2024年11月27日、国会は「健康保険法の条項の一部を改正・補足する法案」(以下「改正法」)を可決した。改正法の注目すべき内容は以下の3つである。

◆ 健康保険の加入対象者の修正・追加

No. 現行法 改正法
1 無期労働契約または「3カ月以上」の有期労働契約で働いている。 無期労働契約または「1カ月以上」の有期労働契約で働いている。
2 給与を受給している企業管理者 給与を受給している以下の者
企業管理者、取締役会役員、社長、ディレクター、監査役会の役員、監査等
3 対象なし 給与を受給していない以下の者
企業管理者、取締役会役員、社長、ディレクター、監査役会の役員、監査等(*)
4 対象なし ベトナムで働き、ベトナムの雇用者と12カ月以上の有期労働契約を結び、また社会保険に加入している外国人労働者。
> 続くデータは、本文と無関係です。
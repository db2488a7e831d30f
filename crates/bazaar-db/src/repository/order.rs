//! # Order Repository
//!
//! Database operations for orders.
//!
//! ## Key Operations
//! - Filtered, paged listing of a seller's orders
//! - Ownership-checked reads
//! - Locked, set-once-aware updates
//!
//! ## Listing Query
//! ```text
//! ┌─────────────────────────────────────────────────────────────────────────┐
//! │  OrderFilter { status: Some(Shipped), limit: 20, offset: 40 }           │
//! │       │                                                                 │
//! │       ▼  push_filter()                                                  │
//! │  ... FROM orders WHERE seller_id = $1 AND status = $2                   │
//! │       │                                                                 │
//! │       ├──► SELECT cols ... ORDER BY created_at DESC, id                 │
//! │       │                    LIMIT $3 OFFSET $4                           │
//! │       └──► SELECT COUNT(*) ...                                          │
//! │                                                                         │
//! │  Both run inside one REPEATABLE READ, READ ONLY transaction.            │
//! │  Values are always bound, never spliced into the SQL text.              │
//! └─────────────────────────────────────────────────────────────────────────┘
//! ```

use async_trait::async_trait;
use chrono::{DateTime, Utc};
use sqlx::{PgPool, Postgres, QueryBuilder};
use tracing::{debug, instrument};
use uuid::Uuid;

use bazaar_core::{Order, OrderCounts, OrderFilter, OrderPage, OrderPatch, OrderStatus};

use crate::error::{DbError, DbResult};
use crate::store::OrderStore;

const ORDER_COLUMNS: &str = "id, seller_id, buyer_id, status, total_cents, tracking_number, \
     seller_notes, shipped_at, delivered_at, created_at, updated_at";

/// Row shape of the `orders` table.
#[derive(Debug, Clone, sqlx::FromRow)]
pub struct OrderRecord {
    pub id: Uuid,
    pub seller_id: Uuid,
    pub buyer_id: Uuid,
    pub status: String,
    pub total_cents: i64,
    pub tracking_number: Option<String>,
    pub seller_notes: Option<String>,
    pub shipped_at: Option<DateTime<Utc>>,
    pub delivered_at: Option<DateTime<Utc>>,
    pub created_at: DateTime<Utc>,
    pub updated_at: DateTime<Utc>,
}

impl TryFrom<OrderRecord> for Order {
    type Error = DbError;

    fn try_from(row: OrderRecord) -> Result<Self, Self::Error> {
        let status: OrderStatus = row
            .status
            .parse()
            .map_err(|e| DbError::invalid_row("order", e))?;

        Ok(Order {
            id: row.id,
            seller_id: row.seller_id,
            buyer_id: row.buyer_id,
            status,
            total_cents: row.total_cents,
            tracking_number: row.tracking_number,
            seller_notes: row.seller_notes,
            shipped_at: row.shipped_at,
            delivered_at: row.delivered_at,
            created_at: row.created_at,
            updated_at: row.updated_at,
        })
    }
}

/// Repository for order database operations.
#[derive(Debug, Clone)]
pub struct OrderRepository {
    pool: PgPool,
}

impl OrderRepository {
    /// Creates a new OrderRepository.
    pub fn new(pool: PgPool) -> Self {
        OrderRepository { pool }
    }
}

// =============================================================================
// Query Construction
// =============================================================================

/// Appends `WHERE seller_id = $n [AND status = $m]` to `builder`.
fn push_filter(builder: &mut QueryBuilder<'_, Postgres>, seller_id: Uuid, filter: &OrderFilter) {
    builder.push(" WHERE seller_id = ").push_bind(seller_id);
    if let Some(status) = filter.status {
        builder.push(" AND status = ").push_bind(status.as_str());
    }
}

pub(crate) fn list_query(seller_id: Uuid, filter: &OrderFilter) -> QueryBuilder<'static, Postgres> {
    let mut builder = QueryBuilder::new(format!("SELECT {ORDER_COLUMNS} FROM orders"));
    push_filter(&mut builder, seller_id, filter);
    builder
        .push(" ORDER BY created_at DESC, id LIMIT ")
        .push_bind(filter.limit)
        .push(" OFFSET ")
        .push_bind(filter.offset);
    builder
}

pub(crate) fn count_query(seller_id: Uuid, filter: &OrderFilter) -> QueryBuilder<'static, Postgres> {
    let mut builder = QueryBuilder::new("SELECT COUNT(*) FROM orders");
    push_filter(&mut builder, seller_id, filter);
    builder
}

// =============================================================================
// OrderStore
// =============================================================================

#[async_trait]
impl OrderStore for OrderRepository {
    #[instrument(skip(self, filter), fields(status = ?filter.status, limit = filter.limit))]
    async fn list_by_seller(&self, seller_id: Uuid, filter: &OrderFilter) -> DbResult<OrderPage> {
        let mut tx = self.pool.begin().await?;
        sqlx::query("SET TRANSACTION ISOLATION LEVEL REPEATABLE READ, READ ONLY")
            .execute(&mut *tx)
            .await?;

        let rows = list_query(seller_id, filter)
            .build_query_as::<OrderRecord>()
            .fetch_all(&mut *tx)
            .await?;
        let total: i64 = count_query(seller_id, filter)
            .build_query_scalar()
            .fetch_one(&mut *tx)
            .await?;

        tx.commit().await?;

        let orders = rows
            .into_iter()
            .map(Order::try_from)
            .collect::<DbResult<Vec<_>>>()?;

        debug!(count = orders.len(), total, "Listed seller orders");
        Ok(OrderPage { orders, total })
    }

    async fn get_by_seller_and_id(&self, seller_id: Uuid, order_id: Uuid) -> DbResult<Order> {
        let row = sqlx::query_as::<_, OrderRecord>(&format!(
            "SELECT {ORDER_COLUMNS} FROM orders WHERE id = $1 AND seller_id = $2"
        ))
        .bind(order_id)
        .bind(seller_id)
        .fetch_optional(&self.pool)
        .await?
        .ok_or_else(|| DbError::not_found("Order", order_id))?;

        row.try_into()
    }

    #[instrument(skip(self, patch), fields(status = ?patch.status))]
    async fn update(&self, order_id: Uuid, patch: &OrderPatch) -> DbResult<Order> {
        let mut tx = self.pool.begin().await?;

        // Serialize concurrent transitions of the same order.
        sqlx::query_scalar::<_, Uuid>("SELECT id FROM orders WHERE id = $1 FOR UPDATE")
            .bind(order_id)
            .fetch_optional(&mut *tx)
            .await?
            .ok_or_else(|| DbError::not_found("Order", order_id))?;

        let row = sqlx::query_as::<_, OrderRecord>(&format!(
            r#"
            UPDATE orders SET
                status          = COALESCE($2, status),
                tracking_number = COALESCE($3, tracking_number),
                seller_notes    = COALESCE($4, seller_notes),
                shipped_at      = COALESCE(shipped_at, $5),
                delivered_at    = COALESCE(delivered_at, $6),
                updated_at      = NOW()
            WHERE id = $1
            RETURNING {ORDER_COLUMNS}
            "#
        ))
        .bind(order_id)
        .bind(patch.status.map(|s| s.as_str()))
        .bind(patch.tracking_number.as_deref())
        .bind(patch.seller_notes.as_deref())
        .bind(patch.shipped_at)
        .bind(patch.delivered_at)
        .fetch_one(&mut *tx)
        .await?;

        tx.commit().await?;

        debug!("Order updated");
        row.try_into()
    }

    async fn order_counts(&self, seller_id: Uuid) -> DbResult<OrderCounts> {
        let (total, pending): (i64, i64) = sqlx::query_as(
            r#"
            SELECT
                COUNT(*),
                COUNT(*) FILTER (WHERE status IN ('pending', 'confirmed', 'processing'))
            FROM orders
            WHERE seller_id = $1
            "#,
        )
        .bind(seller_id)
        .fetch_one(&self.pool)
        .await?;

        Ok(OrderCounts { total, pending })
    }
}

// =============================================================================
// Unit Tests
// =============================================================================
//! # Application State
//!
//! Shared state handed to every route handler via axum's `State`.
//!
//! ```text
//! Stores (Arc<dyn Trait>) ──► services ──► AppState ──► handlers
//!    ▲
//!    ├── Stores::postgres(&Database)     (main)
//!    └── Stores::shared(MemoryStore)     (tests)
//! ```

use std::sync::Arc;
use std::time::Duration;

use bazaar_core::OrderStatusMachine;
use bazaar_db::{Database, OrderStore, PaymentLedger, ProductStore, SellerStore, UserStore};

use crate::auth::AuthGate;
use crate::config::ServiceOptions;
use crate::services::{
    OrderFulfillmentService, PayoutCalculator, SellerApplicationService, SellerStatsAggregator,
};

/// The store handles the services are built from.
#[derive(Clone)]
pub struct Stores {
    pub orders: Arc<dyn OrderStore>,
    pub ledger: Arc<dyn PaymentLedger>,
    pub sellers: Arc<dyn SellerStore>,
    pub users: Arc<dyn UserStore>,
    pub products: Arc<dyn ProductStore>,
}

impl Stores {
    /// All five seams backed by one store value.
    pub fn shared<S>(store: S) -> Self
    where
        S: OrderStore + PaymentLedger + SellerStore + UserStore + ProductStore + 'static,
    {
        let store = Arc::new(store);
        Self {
            orders: store.clone(),
            ledger: store.clone(),
            sellers: store.clone(),
            users: store.clone(),
            products: store,
        }
    }

    /// PostgreSQL repositories sharing the database pool.
    pub fn postgres(db: &Database) -> Self {
        Self {
            orders: Arc::new(db.orders()),
            ledger: Arc::new(db.payments()),
            sellers: Arc::new(db.sellers()),
            users: Arc::new(db.users()),
            products: Arc::new(db.products()),
        }
    }
}

/// Shared application state.
#[derive(Clone)]
pub struct AppState {
    pub orders: Arc<OrderFulfillmentService>,
    pub payouts: Arc<PayoutCalculator>,
    pub stats: Arc<SellerStatsAggregator>,
    pub sellers: Arc<SellerApplicationService>,
    pub auth: Arc<dyn AuthGate>,
    /// Present when running against PostgreSQL; readiness pings it.
    pub db: Option<Database>,
    pub request_timeout: Duration,
}

impl AppState {
    pub fn new(stores: Stores, auth: Arc<dyn AuthGate>, options: ServiceOptions) -> Self {
        Self {
            orders: Arc::new(OrderFulfillmentService::new(
                stores.orders.clone(),
                OrderStatusMachine::new(options.policy),
                options.page_limits,
            )),
            payouts: Arc::new(PayoutCalculator::new(stores.ledger.clone())),
            stats: Arc::new(SellerStatsAggregator::new(
                stores.orders,
                stores.products,
                stores.ledger,
            )),
            sellers: Arc::new(SellerApplicationService::new(stores.sellers, stores.users)),
            auth,
            db: None,
            request_timeout: options.request_timeout,
        }
    }

    pub fn with_database(mut self, db: Database) -> Self {
        self.db = Some(db);
        self
    }
}
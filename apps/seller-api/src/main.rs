//! # Bazaar Seller API
//!
//! HTTP server for the seller dashboard.
//!
//! ## Architecture
//! ```text
//! ┌─────────────────────────────────────────────────────────────────────────┐
//! │                        Seller API Server                                │
//! │                                                                         │
//! │  Dashboard ───► HTTP (8080) ───► Services ───► PostgreSQL               │
//! └─────────────────────────────────────────────────────────────────────────┘
//! ```

use std::net::SocketAddr;
use std::sync::Arc;

use anyhow::Context;
use tracing::{info, warn};
use tracing_subscriber::EnvFilter;

use bazaar_db::Database;
use bazaar_seller_api::auth::JwtAuthGate;
use bazaar_seller_api::{app, AppState, Settings, Stores};

#[tokio::main]
async fn main() -> anyhow::Result<()> {
    tracing_subscriber::fmt()
        .with_env_filter(
            EnvFilter::try_from_default_env().unwrap_or_else(|_| EnvFilter::new("info")),
        )
        .with_target(true)
        .init();

    info!("Starting Bazaar seller API...");

    let settings = Settings::load().context("loading configuration")?;
    info!(
        port = settings.server.port,
        database = %settings.database.redacted_url(),
        monotonic = settings.orders.enforce_monotonic_transitions,
        "Configuration loaded"
    );

    let db = Database::new(settings.db_config())
        .await
        .context("connecting to PostgreSQL")?;
    info!("Connected to PostgreSQL");

    let auth = Arc::new(JwtAuthGate::new(
        settings.auth.jwt_secret.clone(),
        settings.auth.token_lifetime_secs,
    ));
    let state = AppState::new(Stores::postgres(&db), auth, settings.service_options())
        .with_database(db.clone());

    let addr = SocketAddr::from(([0, 0, 0, 0], settings.server.port));
    let listener = tokio::net::TcpListener::bind(addr)
        .await
        .with_context(|| format!("binding {addr}"))?;
    info!(%addr, "Seller API listening");

    axum::serve(listener, app(state))
        .with_graceful_shutdown(shutdown_signal())
        .await
        .context("serving HTTP")?;

    db.close().await;
    info!("Server shutdown complete");
    Ok(())
}

/// Graceful shutdown signal handler.
async fn shutdown_signal() {
    let ctrl_c = async {
        if let Err(e) = tokio::signal::ctrl_c().await {
            warn!(error = %e, "Failed to install Ctrl+C handler");
            std::future::pending::<()>().await;
        }
    };

    #[cfg(unix)]
    let terminate = async {
        match tokio::signal::unix::signal(tokio::signal::unix::SignalKind::terminate()) {
            Ok(mut signal) => {
                signal.recv().await;
            }
            Err(e) => {
                warn!(error = %e, "Failed to install SIGTERM handler");
                std::future::pending::<()>().await;
            }
        }
    };

    #[cfg(not(unix))]
    let terminate = std::future::pending::<()>();

    tokio::select! {
        _ = ctrl_c => {},
        _ = terminate => {},
    }

    info!("Shutdown signal received, starting graceful shutdown...");
}
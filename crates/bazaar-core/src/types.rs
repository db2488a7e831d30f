//! # Domain Types
//!
//! Core domain types used throughout the seller backend.
//!
//! ## Type Hierarchy
//! ```text
//! ┌─────────────────────────────────────────────────────────────────────────┐
//! │                         Domain Types                                    │
//! │                                                                         │
//! │  ┌─────────────────┐   ┌─────────────────┐   ┌─────────────────┐       │
//! │  │ SellerProfile   │   │     Order       │   │    Payment      │       │
//! │  │  ─────────────  │   │  ─────────────  │   │  ─────────────  │       │
//! │  │  id (UUID)      │◄──│  seller_id      │◄──│  order_id (1:1) │       │
//! │  │  user_id (uniq) │   │  status         │   │  status         │       │
//! │  │  kyc_status     │   │  total_cents    │   │  amount_cents   │       │
//! │  │  commission     │   │  shipped_at     │   │  platform_fee   │       │
//! │  └─────────────────┘   └─────────────────┘   └─────────────────┘       │
//! │                                 ▲                                       │
//! │                                 │ payout_orders (insert-only)           │
//! │                        ┌────────┴────────┐                              │
//! │                        │     Payout      │                              │
//! │                        │  status         │                              │
//! │                        │  orders_included│                              │
//! │                        └─────────────────┘                              │
//! └─────────────────────────────────────────────────────────────────────────┘
//! ```

use std::collections::BTreeSet;
use std::fmt;
use std::str::FromStr;

use chrono::{DateTime, Utc};
use serde::{Deserialize, Serialize};
use ts_rs::TS;
use uuid::Uuid;

use crate::error::ValidationError;
use crate::money::{CommissionRate, Money};

// =============================================================================
// Order Status
// =============================================================================

/// Lifecycle status of a marketplace order.
///
/// ## Fulfillment Path
/// ```text
/// pending ──► confirmed ──► processing ──► shipped ──► delivered
///    │            │             │             │
///    └────────────┴─────────────┴─────────────┴──────► cancelled
/// ```
/// `delivered` and `cancelled` are terminal.
#[derive(
    Debug, Clone, Copy, PartialEq, Eq, PartialOrd, Ord, Hash, Default, Serialize, Deserialize, TS,
)]
#[ts(export)]
#[serde(rename_all = "snake_case")]
pub enum OrderStatus {
    #[default]
    Pending,
    Confirmed,
    Processing,
    Shipped,
    Delivered,
    Cancelled,
}
//! # Payout Reconciliation
//!
//! Computes a seller's withdrawable balance from a settlement snapshot.
//!
//! ## Reconciliation
//! ```text
//! ┌─────────────────────────────────────────────────────────────────────────┐
//! │  SettlementSnapshot (one REPEATABLE READ transaction)                   │
//! │                                                                         │
//! │   settled:  succeeded payments          claimed: payout_orders of       │
//! │   ┌──────────┬────────┬──────┐          processing/paid payouts         │
//! │   │ order_id │ amount │ fee  │          ┌──────────┐                    │
//! │   ├──────────┼────────┼──────┤          │ order_id │                    │
//! │   │ o1       │ 10000  │ 500  │ ───X──── │ o1       │                    │
//! │   │ o2       │  5000  │ 250  │          └──────────┘                    │
//! │   └──────────┴────────┴──────┘                                          │
//! │                                                                         │
//! │   pending = Σ (amount − fee) over settled orders not in claimed         │
//! │           = 5000 − 250 = 4750                                           │
//! └─────────────────────────────────────────────────────────────────────────┘
//! ```

use serde::Serialize;
use uuid::Uuid;

use crate::error::{CoreError, CoreResult};
use crate::money::Money;
use crate::types::SettlementSnapshot;

/// A seller's withdrawable balance and the orders it is made of.
#[derive(Debug, Clone, Default, PartialEq, Eq, Serialize)]
pub struct PendingPayout {
    pub amount: Money,
    pub eligible_order_ids: Vec<Uuid>,
}

/// Reconciles settled payments against already-claimed orders.
///
/// Each settled order contributes `amount - platform_fee` at most once, and
/// never when a processing or paid payout already covers it. Sums that leave
/// the `i64` range fail with [`CoreError::AmountOverflow`].
pub fn reconcile(snapshot: &SettlementSnapshot) -> CoreResult<PendingPayout> {
    let mut total = Money::zero();
    let mut eligible_order_ids = Vec::new();

    for payment in snapshot
        .settled
        .iter()
        .filter(|p| !snapshot.claimed.contains(&p.order_id))
    {
        let net = payment
            .amount
            .checked_sub(payment.platform_fee)
            .ok_or_else(|| overflow("net payment amount"))?;
        total = total
            .checked_add(net)
            .ok_or_else(|| overflow("pending payout"))?;
        eligible_order_ids.push(payment.order_id);
    }

    Ok(PendingPayout {
        amount: total,
        eligible_order_ids,
    })
}

fn overflow(context: &str) -> CoreError {
    CoreError::AmountOverflow {
        context: context.to_string(),
    }
}

// =============================================================================
// Unit Tests
// =============================================================================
しかし、以下の例外を除く。
・法令に定められた社内異動の場合
・労働契約の署名時に、労働者が労働法第169条第2項に定められた退職年齢に達している場合
・ベトナムが締結している国際条約に異なる規定がある場合
5 対象なし 以下条件を満たすパートタイム労働者は社会保険加入対象となる。
・1カ月以上の有期労働契約または無期労働契約によりパートタイムで働いている。
・月給が社会保険料算定基準の下限と同等かそれ以上である。

(*)改正法には、この条項がベトナム国民にのみ適用されるのか、またはベトナム国民と外国人両方に適用されるのかについて明記されていない。しかし、2024年の社会保険法(2025年7月1日施行)では、「給与を受給していない企業管理者、取締役会役員、社長、ディレクター、監査役会の役員、監査等が社会保険に加入しなければならない」という規定は、ベトナム国民にのみ適用され、外国人には適用されないとされている。
そのため、改正法のこの規定も、2024年の社会保険法と同様に解釈され、外国人には適用されない可能性が高いと考えられる。今後、改正法に関連するガイダンスに注視し、最新情報を提供する。

 

◆ 複数の労働契約がある労働者の健康保険加入に関する規定の改正

現在の健康保険法では、複数の労働契約を持つ労働者が健康保険に加入する際、最も高い給与の労働契約に基づいて加入すると規定されている。しかし、改正法では、複数の労働契約を持つ労働者の健康保険加入は、社会保険に加入する労働契約に基づくことに変更された。つまり、最初に締結した労働契約に基づき、社会保険および健康保険に加入することになる。

 

◆ 健康保険の未納・不正納付に関する規定の追加

改正法の第1条第33項および第34項では、雇用者が健康保険料の未納や不正納付を行った場合の規定と、それに対する処置について追記されている。改正法は2025年7月1日から施行される予定であり、企業はこの法改正に迅速に対応するための体制を整える必要がある。